//! Schema operators: CREATE TABLE, CREATE INDEX, DROP INDEX.

use buffer::TableStore;
use catalog::{Catalog, IndexKind};
use common::DbResult;
use storage::ColumnInfo;

use crate::{ExecutionResult, IndexRegistry};

pub fn create_table(
    catalog: &mut Catalog,
    store: &mut TableStore,
    name: String,
    columns: Vec<parser::ColumnDef>,
) -> DbResult<ExecutionResult> {
    let columns = columns.into_iter().map(|c| ColumnInfo::new(&c.name, c.ty)).collect();
    catalog.create_table(store, &name, columns)?;
    Ok(ExecutionResult::ddl(format!("table '{name}' created")))
}

#[allow(clippy::too_many_arguments)]
pub fn create_index(
    catalog: &mut Catalog,
    store: &mut TableStore,
    indexes: &mut IndexRegistry,
    table: String,
    index_name: String,
    column: String,
    kind: IndexKind,
    unique: bool,
) -> DbResult<ExecutionResult> {
    catalog.create_index(store, &table, &index_name, &column, kind.clone(), unique)?;
    indexes.rebuild(store, &table, &column, &kind)?;
    Ok(ExecutionResult::ddl(format!("index '{index_name}' created on {table}({column})")))
}

pub fn drop_index(
    catalog: &mut Catalog,
    store: &mut TableStore,
    indexes: &mut IndexRegistry,
    name: String,
) -> DbResult<ExecutionResult> {
    let meta = catalog
        .index_by_name(&name)
        .ok_or_else(|| common::DbError::Semantic(format!("index '{name}' does not exist")))?;
    let (table, column) = (meta.table.clone(), meta.column.clone());

    catalog.drop_index(store, &table, &name)?;
    indexes.drop_index(&table, &column);
    Ok(ExecutionResult::ddl(format!("index '{name}' dropped")))
}
//! Row-mutating operators: INSERT, UPDATE, DELETE.
//!
//! INSERT maintains indexes incrementally, since `TableStore::insert`
//! returns the exact `RecordId` of the row it just wrote. UPDATE and DELETE
//! don't get that back — `TableStore` only reports how many rows matched,
//! not which ones moved — so any index on the touched table is rebuilt from
//! a fresh scan afterward rather than patched in place.

use buffer::TableStore;
use catalog::Catalog;
use common::{DbError, DbResult};
use expr::Expr;
use types::Value;

use crate::{ExecutionResult, IndexRegistry};

pub fn insert(
    catalog: &Catalog,
    store: &mut TableStore,
    indexes: &mut IndexRegistry,
    table: String,
    values: Vec<Value>,
) -> DbResult<ExecutionResult> {
    for index in catalog.indexes_on(&table) {
        if index.unique {
            if let Some(handle) = indexes.get(&table, &index.column) {
                let position = catalog.table(&table)?.schema.position(&index.column).unwrap();
                if !handle.search(&values[position])?.is_empty() {
                    return Err(DbError::Constraint(format!(
                        "duplicate value for unique column '{}'",
                        index.column
                    )));
                }
            }
        }
    }

    let rid = store.insert(&table, values.clone())?;

    for index in catalog.indexes_on(&table) {
        let position = catalog.table(&table)?.schema.position(&index.column).unwrap();
        let value = values[position].clone();
        if value.is_null() {
            continue;
        }
        if let Some(handle) = indexes.get_mut(&table, &index.column) {
            handle.insert(value, rid)?;
        }
    }

    Ok(ExecutionResult::dml("1 row inserted", 1))
}

pub fn update(
    catalog: &Catalog,
    store: &mut TableStore,
    indexes: &mut IndexRegistry,
    table: String,
    assignments: Vec<(usize, Value)>,
    predicate: Option<Expr>,
) -> DbResult<ExecutionResult> {
    let affected = store.update(&table, predicate.as_ref(), &assignments)?;
    rebuild_indexes(catalog, store, indexes, &table)?;
    Ok(ExecutionResult::dml(format!("{affected} row(s) updated"), affected as u64))
}

pub fn delete(
    catalog: &Catalog,
    store: &mut TableStore,
    indexes: &mut IndexRegistry,
    table: String,
    predicate: Option<Expr>,
) -> DbResult<ExecutionResult> {
    let affected = store.delete(&table, predicate.as_ref())?;
    rebuild_indexes(catalog, store, indexes, &table)?;
    Ok(ExecutionResult::dml(format!("{affected} row(s) deleted"), affected as u64))
}

fn rebuild_indexes(
    catalog: &Catalog,
    store: &mut TableStore,
    indexes: &mut IndexRegistry,
    table: &str,
) -> DbResult<()> {
    for index in catalog.indexes_on(table) {
        indexes.rebuild(store, table, &index.column, &index.kind)?;
    }
    Ok(())
}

*What to produce:*
Word for word, return each of the entries shown above.

*Exercise output:*
//! Schema operators: CREATE TABLE, CREATE INDEX, DROP INDEX.

use buffer::TableStore;
use catalog::{Catalog, IndexKind};
use common::DbResult;
use storage::ColumnInfo;

use crate::{ExecutionResult, IndexRegistry};

pub fn create_table(
    catalog: &mut Catalog,
    store: &mut TableStore,
    name: String,
    columns: Vec<parser::ColumnDef>,
) -> DbResult<ExecutionResult> {
    let columns = columns.into_iter().map(|c| ColumnInfo::new(&c.name, c.ty)).collect();
    catalog.create_table(store, &name, columns)?;
    Ok(ExecutionResult::ddl(format!("table '{name}' created")))
}

#[allow(clippy::too_many_arguments)]
pub fn create_index(
    catalog: &mut Catalog,
    store: &mut TableStore,
    indexes: &mut IndexRegistry,
    table: String,
    index_name: String,
    column: String,
    kind: IndexKind,
    unique: bool,
) -> DbResult<ExecutionResult> {
    catalog.create_index(store, &table, &index_name, &column, kind.clone(), unique)?;
    indexes.rebuild(store, &table, &column, &kind)?;
    Ok(ExecutionResult::ddl(format!("index '{index_name}' created on {table}({column})")))
}

pub fn drop_index(
    catalog: &mut Catalog,
    store: &mut TableStore,
    indexes: &mut IndexRegistry,
    name: String,
) -> DbResult<ExecutionResult> {
    let meta = catalog
        .index_by_name(&name)
        .ok_or_else(|| common::DbError::Semantic(format!("index '{name}' does not exist")))?;
    let (table, column) = (meta.table.clone(), meta.column.clone());

    catalog.drop_index(store, &table, &name)?;
    indexes.drop_index(&table, &column);
    Ok(ExecutionResult::ddl(format!("index '{name}' dropped")))
}
//! Row-mutating operators: INSERT, UPDATE, DELETE.
//!
//! INSERT maintains indexes incrementally, since `TableStore::insert`
//! returns the exact `RecordId` of the row it just wrote. UPDATE and DELETE
//! don't get that back — `TableStore` only reports how many rows matched,
//! not which ones moved — so any index on the touched table is rebuilt from
//! a fresh scan afterward rather than patched in place.

use buffer::TableStore;
use catalog::Catalog;
use common::{DbError, DbResult};
use expr::Expr;
use types::Value;

use crate::{ExecutionResult, IndexRegistry};

pub fn insert(
    catalog: &Catalog,
    store: &mut TableStore,
    indexes: &mut IndexRegistry,
    table: String,
    values: Vec<Value>,
) -> DbResult<ExecutionResult> {
    for index in catalog.indexes_on(&table) {
        if index.unique {
            if let Some(handle) = indexes.get(&table, &index.column) {
                let position = catalog.table(&table)?.schema.position(&index.column).unwrap();
                if !handle.search(&values[position])?.is_empty() {
                    return Err(DbError::Constraint(format!(
                        "duplicate value for unique column '{}'",
                        index.column
                    )));
                }
            }
        }
    }

    let rid = store.insert(&table, values.clone())?;

    for index in catalog.indexes_on(&table) {
        let position = catalog.table(&table)?.schema.position(&index.column).unwrap();
        let value = values[position].clone();
        if value.is_null() {
            continue;
        }
        if let Some(handle) = indexes.get_mut(&table, &index.column) {
            handle.insert(value, rid)?;
        }
    }

    Ok(ExecutionResult::dml("1 row inserted", 1))
}

pub fn update(
    catalog: &Catalog,
    store: &mut TableStore,
    indexes: &mut IndexRegistry,
    table: String,
    assignments: Vec<(usize, Value)>,
    predicate: Option<Expr>,
) -> DbResult<ExecutionResult> {
    let affected = store.update(&table, predicate.as_ref(), &assignments)?;
    rebuild_indexes(catalog, store, indexes, &table)?;
    Ok(ExecutionResult::dml(format!("{affected} row(s) updated"), affected as u64))
}

pub fn delete(
    catalog: &Catalog,
    store: &mut TableStore,
    indexes: &mut IndexRegistry,
    table: String,
    predicate: Option<Expr>,
) -> DbResult<ExecutionResult> {
    let affected = store.delete(&table, predicate.as_ref())?;
    rebuild_indexes(catalog, store, indexes, &table)?;
    Ok(ExecutionResult::dml(format!("{affected} row(s) deleted"), affected as u64))
}

fn rebuild_indexes(
    catalog: &Catalog,
    store: &mut TableStore,
    indexes: &mut IndexRegistry,
    table: &str,
) -> DbResult<()> {
    for index in catalog.indexes_on(table) {
        indexes.rebuild(store, table, &index.column, &index.kind)?;
    }
    Ok(())
}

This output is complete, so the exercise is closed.